(Stored items)
########################################

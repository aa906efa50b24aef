pub mod connector;
pub mod health;

pub use connector::{connect, connect_with_options, connect_with_retry, run_migrations};
pub use health::check_health;
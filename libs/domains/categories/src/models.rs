use chrono::{DateTime, Utc};
use serde::{Deserialize, Serialize};
use utoipa::ToSchema;
use validator::Validate;

/// Category entity - a product grouping
#[derive(Debug, Clone, Serialize, Deserialize, Validate, ToSchema)]
pub struct Category {
    /// Unique identifier, assigned at creation
    pub id: i32,
    /// Category name
    #[validate(length(min = 1, message = "O nome deve ser preenchido."))]
    pub name: String,
    /// Category description
    pub description: Option<String>,
    /// Stored image reference, set by the image-upload endpoint
    pub image: Option<String>,
    /// Creation timestamp
    pub created_at: DateTime<Utc>,
    /// Last update timestamp
    pub updated_at: DateTime<Utc>,
}

/// Reduced wire projection of a Category
#[derive(Debug, Clone, Serialize, Deserialize, ToSchema)]
pub struct CategoryDto {
    pub id: i32,
    pub name: String,
}

/// DTO for creating a new category
#[derive(Debug, Clone, Deserialize, Validate, ToSchema)]
pub struct CreateCategory {
    #[validate(length(min = 1, message = "O nome deve ser preenchido."))]
    pub name: String,
    #[serde(default)]
    pub description: Option<String>,
    #[serde(default)]
    pub image: Option<String>,
}

impl Category {
    /// Build a category from a CreateCategory DTO and an assigned id
    pub fn new(input: CreateCategory, id: i32) -> Self {
        let now = Utc::now();
        Self {
            id,
            name: input.name,
            description: input.description,
            image: input.image,
            created_at: now,
            updated_at: now,
        }
    }
}

impl From<Category> for CategoryDto {
    fn from(category: Category) -> Self {
        Self {
            id: category.id,
            name: category.name,
        }
    }
}

impl From<CategoryDto> for CreateCategory {
    fn from(dto: CategoryDto) -> Self {
        Self {
            name: dto.name,
            description: None,
            image: None,
        }
    }
}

########################################

Task instructions
Your task is to transcribe exactly the lines from the one with "fn from(category: Category)" through the end of the data, both included, and nothing besides.

Result for this task
    fn from(category: Category) -> Self {
        Self {
            id: category.id,
            name: category.name,
        }
    }
}

impl From<CategoryDto> for CreateCategory {
    fn from(dto: CategoryDto) -> Self {
        Self {
            name: dto.name,
            description: None,
            image: None,
        }
    }
}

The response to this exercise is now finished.